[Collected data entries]
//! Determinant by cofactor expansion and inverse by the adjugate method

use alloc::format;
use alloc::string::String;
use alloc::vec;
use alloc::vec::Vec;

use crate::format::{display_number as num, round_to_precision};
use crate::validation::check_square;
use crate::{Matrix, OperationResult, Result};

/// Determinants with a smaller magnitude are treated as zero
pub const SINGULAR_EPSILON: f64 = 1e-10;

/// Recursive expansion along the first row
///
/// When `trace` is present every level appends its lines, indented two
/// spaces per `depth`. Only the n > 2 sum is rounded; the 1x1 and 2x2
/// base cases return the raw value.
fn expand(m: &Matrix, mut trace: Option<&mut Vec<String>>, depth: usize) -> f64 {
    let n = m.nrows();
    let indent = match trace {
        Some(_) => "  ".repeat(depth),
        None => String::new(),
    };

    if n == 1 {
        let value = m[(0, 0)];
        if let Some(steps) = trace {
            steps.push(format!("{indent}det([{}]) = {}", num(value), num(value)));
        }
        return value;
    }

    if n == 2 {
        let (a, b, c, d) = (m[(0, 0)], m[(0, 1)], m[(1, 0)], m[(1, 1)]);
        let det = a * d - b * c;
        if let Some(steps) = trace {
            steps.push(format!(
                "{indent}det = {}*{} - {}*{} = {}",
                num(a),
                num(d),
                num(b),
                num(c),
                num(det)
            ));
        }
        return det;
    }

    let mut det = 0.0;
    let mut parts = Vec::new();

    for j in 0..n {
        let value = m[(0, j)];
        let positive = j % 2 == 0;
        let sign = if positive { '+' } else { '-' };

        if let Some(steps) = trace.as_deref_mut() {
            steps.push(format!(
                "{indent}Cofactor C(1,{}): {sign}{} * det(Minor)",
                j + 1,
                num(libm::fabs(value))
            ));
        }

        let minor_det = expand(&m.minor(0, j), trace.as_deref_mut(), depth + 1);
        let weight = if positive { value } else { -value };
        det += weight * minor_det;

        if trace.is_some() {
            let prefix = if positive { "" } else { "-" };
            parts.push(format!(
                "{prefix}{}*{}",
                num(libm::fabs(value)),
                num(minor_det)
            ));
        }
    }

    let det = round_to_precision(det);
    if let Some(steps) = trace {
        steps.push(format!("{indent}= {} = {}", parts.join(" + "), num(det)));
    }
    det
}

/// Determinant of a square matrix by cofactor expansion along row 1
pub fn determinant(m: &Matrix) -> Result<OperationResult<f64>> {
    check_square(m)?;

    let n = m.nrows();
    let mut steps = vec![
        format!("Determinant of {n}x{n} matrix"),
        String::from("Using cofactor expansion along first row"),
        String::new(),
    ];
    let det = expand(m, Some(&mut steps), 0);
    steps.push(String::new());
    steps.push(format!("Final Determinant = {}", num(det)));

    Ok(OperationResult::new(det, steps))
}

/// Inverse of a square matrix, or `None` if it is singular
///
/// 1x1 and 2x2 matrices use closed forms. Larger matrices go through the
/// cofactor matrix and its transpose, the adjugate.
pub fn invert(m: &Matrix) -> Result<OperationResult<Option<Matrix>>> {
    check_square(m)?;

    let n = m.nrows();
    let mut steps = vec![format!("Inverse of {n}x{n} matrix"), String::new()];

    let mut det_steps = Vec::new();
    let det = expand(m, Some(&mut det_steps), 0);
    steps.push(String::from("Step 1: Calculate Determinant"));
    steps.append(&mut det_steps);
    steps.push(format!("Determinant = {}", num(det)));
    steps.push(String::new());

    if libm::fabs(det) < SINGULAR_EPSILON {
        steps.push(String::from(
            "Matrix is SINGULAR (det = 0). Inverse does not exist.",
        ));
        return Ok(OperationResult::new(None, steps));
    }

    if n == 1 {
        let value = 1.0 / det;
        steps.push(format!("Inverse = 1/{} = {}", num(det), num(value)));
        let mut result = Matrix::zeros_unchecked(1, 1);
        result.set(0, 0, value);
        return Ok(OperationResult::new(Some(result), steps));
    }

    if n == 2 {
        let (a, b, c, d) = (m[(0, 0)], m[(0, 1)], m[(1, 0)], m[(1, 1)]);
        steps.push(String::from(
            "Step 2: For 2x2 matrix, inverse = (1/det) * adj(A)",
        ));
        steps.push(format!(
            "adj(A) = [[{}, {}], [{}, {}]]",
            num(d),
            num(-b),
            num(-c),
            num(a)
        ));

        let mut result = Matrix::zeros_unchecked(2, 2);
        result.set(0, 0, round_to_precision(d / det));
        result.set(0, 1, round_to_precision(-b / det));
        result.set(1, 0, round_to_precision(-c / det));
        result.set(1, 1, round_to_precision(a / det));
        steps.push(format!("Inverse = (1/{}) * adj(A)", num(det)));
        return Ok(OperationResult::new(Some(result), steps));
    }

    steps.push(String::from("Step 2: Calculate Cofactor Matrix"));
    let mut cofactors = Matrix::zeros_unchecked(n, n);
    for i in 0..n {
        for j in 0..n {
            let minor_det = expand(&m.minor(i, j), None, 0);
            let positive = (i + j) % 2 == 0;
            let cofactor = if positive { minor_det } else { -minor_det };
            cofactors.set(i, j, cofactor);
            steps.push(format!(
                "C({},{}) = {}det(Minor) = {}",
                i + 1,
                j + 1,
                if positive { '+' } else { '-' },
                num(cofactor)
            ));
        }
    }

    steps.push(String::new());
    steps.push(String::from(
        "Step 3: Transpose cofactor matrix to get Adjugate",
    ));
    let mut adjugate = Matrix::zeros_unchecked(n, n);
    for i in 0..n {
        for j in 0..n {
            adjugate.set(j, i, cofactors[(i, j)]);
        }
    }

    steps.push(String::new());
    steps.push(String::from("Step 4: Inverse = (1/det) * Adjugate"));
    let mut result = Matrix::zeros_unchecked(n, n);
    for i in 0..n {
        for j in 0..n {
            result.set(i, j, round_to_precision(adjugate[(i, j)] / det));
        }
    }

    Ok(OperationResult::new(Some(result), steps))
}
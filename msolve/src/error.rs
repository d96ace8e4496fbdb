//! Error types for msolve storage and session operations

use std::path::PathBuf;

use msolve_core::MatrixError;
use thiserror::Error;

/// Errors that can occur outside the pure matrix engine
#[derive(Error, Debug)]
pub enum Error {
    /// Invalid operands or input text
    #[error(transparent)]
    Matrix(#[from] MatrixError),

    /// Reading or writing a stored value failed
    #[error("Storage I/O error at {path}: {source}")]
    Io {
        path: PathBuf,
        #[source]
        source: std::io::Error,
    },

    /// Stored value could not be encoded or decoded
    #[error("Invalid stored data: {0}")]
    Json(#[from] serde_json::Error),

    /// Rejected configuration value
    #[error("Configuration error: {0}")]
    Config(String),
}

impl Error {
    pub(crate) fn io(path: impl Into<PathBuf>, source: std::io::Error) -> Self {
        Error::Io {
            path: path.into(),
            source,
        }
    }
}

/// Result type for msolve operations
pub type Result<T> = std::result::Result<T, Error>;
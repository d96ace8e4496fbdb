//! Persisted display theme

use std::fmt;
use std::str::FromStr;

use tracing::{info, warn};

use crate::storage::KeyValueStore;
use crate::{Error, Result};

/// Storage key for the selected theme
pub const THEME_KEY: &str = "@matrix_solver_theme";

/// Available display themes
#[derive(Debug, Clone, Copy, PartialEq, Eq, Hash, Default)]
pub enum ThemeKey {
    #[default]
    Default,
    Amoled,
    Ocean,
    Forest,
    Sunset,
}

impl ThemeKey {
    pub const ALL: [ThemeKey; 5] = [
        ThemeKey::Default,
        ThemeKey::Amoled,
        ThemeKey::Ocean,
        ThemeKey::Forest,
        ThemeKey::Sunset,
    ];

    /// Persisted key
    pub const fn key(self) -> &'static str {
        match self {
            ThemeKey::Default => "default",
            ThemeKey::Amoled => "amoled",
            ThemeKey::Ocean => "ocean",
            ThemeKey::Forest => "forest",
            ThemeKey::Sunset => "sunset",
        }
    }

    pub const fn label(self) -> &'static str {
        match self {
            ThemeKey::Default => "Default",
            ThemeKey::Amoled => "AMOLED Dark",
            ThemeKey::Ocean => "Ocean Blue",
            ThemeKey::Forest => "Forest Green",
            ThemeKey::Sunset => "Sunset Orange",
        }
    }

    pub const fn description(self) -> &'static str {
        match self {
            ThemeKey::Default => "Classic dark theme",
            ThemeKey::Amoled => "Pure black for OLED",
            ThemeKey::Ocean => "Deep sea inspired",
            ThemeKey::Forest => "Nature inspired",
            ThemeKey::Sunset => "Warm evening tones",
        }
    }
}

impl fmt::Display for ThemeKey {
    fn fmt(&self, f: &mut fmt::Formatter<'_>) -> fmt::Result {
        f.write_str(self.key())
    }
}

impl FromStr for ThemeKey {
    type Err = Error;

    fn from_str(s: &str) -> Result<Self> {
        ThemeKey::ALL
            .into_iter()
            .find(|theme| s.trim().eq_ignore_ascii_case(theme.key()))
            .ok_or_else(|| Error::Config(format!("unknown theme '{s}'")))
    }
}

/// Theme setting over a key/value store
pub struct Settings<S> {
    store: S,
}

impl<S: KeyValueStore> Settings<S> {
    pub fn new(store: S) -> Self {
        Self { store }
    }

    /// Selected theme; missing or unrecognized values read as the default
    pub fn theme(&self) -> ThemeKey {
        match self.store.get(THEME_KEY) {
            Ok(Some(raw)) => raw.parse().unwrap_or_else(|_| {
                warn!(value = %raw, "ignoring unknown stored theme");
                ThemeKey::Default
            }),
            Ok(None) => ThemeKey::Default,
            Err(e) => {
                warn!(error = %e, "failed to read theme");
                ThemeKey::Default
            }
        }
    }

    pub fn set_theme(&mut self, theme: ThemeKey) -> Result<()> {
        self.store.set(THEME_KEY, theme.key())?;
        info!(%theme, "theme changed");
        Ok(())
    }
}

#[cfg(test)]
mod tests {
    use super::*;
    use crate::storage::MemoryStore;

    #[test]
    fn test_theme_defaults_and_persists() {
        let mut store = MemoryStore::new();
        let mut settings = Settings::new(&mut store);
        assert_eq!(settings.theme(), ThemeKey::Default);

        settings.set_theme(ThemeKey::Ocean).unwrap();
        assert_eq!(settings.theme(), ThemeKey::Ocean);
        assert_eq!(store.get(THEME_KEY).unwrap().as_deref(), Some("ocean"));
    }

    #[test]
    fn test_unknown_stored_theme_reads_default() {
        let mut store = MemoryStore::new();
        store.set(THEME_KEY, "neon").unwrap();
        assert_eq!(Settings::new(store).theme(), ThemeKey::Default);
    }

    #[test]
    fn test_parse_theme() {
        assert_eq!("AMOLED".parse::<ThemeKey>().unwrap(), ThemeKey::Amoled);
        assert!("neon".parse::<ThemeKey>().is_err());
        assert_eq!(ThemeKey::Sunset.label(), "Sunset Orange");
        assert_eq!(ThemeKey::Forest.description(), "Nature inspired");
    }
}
* * *
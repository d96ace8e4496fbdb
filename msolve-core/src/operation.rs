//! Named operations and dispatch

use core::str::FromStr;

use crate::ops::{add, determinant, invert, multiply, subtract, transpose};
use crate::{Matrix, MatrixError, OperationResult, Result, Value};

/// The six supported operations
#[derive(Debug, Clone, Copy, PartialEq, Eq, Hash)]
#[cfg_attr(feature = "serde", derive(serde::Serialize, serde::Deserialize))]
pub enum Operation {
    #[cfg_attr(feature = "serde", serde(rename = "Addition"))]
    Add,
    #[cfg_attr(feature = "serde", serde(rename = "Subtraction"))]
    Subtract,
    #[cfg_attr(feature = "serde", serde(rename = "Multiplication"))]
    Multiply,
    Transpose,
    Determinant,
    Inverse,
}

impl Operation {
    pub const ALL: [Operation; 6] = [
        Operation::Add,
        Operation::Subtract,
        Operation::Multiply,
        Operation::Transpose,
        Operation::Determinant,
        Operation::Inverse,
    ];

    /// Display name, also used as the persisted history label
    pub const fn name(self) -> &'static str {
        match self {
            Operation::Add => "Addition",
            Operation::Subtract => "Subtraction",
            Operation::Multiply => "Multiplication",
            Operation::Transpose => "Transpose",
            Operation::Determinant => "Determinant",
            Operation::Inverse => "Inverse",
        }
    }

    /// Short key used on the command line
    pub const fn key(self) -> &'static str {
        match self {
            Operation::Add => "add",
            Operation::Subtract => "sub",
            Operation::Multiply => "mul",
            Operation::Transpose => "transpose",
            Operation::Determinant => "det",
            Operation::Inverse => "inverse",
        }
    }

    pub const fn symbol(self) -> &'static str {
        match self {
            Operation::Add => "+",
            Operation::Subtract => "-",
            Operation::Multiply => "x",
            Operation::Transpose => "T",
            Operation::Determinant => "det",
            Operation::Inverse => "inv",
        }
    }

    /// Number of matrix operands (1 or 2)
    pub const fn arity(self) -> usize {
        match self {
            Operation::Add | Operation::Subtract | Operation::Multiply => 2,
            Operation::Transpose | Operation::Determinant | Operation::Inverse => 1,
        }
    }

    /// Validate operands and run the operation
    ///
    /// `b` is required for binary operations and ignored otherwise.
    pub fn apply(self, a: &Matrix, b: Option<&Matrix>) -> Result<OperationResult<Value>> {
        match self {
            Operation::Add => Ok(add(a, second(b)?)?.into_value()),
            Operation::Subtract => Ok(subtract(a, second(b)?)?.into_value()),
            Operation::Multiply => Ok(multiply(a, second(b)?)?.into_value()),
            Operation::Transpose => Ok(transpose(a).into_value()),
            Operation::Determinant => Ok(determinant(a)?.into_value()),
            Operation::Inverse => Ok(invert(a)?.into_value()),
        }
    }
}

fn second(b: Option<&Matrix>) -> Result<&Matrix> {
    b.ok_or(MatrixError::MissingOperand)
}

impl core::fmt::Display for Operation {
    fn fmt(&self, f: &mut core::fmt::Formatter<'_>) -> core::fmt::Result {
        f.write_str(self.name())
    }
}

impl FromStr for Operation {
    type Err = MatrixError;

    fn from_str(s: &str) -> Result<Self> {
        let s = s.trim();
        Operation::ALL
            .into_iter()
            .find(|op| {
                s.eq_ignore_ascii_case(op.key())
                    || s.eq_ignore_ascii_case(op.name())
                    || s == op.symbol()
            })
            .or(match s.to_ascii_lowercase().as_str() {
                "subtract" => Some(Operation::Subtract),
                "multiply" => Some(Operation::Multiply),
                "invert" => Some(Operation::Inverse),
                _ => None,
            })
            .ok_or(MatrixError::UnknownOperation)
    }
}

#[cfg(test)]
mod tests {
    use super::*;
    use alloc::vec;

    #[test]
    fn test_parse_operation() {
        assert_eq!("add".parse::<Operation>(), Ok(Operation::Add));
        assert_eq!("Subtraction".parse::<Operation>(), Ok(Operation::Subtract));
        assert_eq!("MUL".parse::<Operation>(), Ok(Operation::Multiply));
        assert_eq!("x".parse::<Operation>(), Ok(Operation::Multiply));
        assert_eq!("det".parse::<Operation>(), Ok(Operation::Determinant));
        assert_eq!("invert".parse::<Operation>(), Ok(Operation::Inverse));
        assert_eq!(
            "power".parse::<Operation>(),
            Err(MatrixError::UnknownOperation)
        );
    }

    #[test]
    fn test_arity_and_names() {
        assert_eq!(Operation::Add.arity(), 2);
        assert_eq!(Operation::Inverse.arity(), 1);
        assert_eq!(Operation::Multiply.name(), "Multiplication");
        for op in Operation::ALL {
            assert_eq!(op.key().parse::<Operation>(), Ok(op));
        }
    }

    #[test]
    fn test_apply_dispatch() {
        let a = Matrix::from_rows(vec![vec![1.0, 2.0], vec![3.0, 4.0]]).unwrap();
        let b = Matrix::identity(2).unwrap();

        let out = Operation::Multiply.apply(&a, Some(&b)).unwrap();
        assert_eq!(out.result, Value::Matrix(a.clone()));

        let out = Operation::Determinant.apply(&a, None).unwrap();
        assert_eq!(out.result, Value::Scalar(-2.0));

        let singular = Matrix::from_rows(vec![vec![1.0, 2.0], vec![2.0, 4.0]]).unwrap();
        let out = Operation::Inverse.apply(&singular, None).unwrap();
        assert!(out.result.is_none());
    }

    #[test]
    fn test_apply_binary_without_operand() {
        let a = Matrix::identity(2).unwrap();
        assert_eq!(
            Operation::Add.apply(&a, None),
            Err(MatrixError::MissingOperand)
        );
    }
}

* What the task asks *
A single number, please: the count of lines above that contain the string "expand".

* Your solution *
5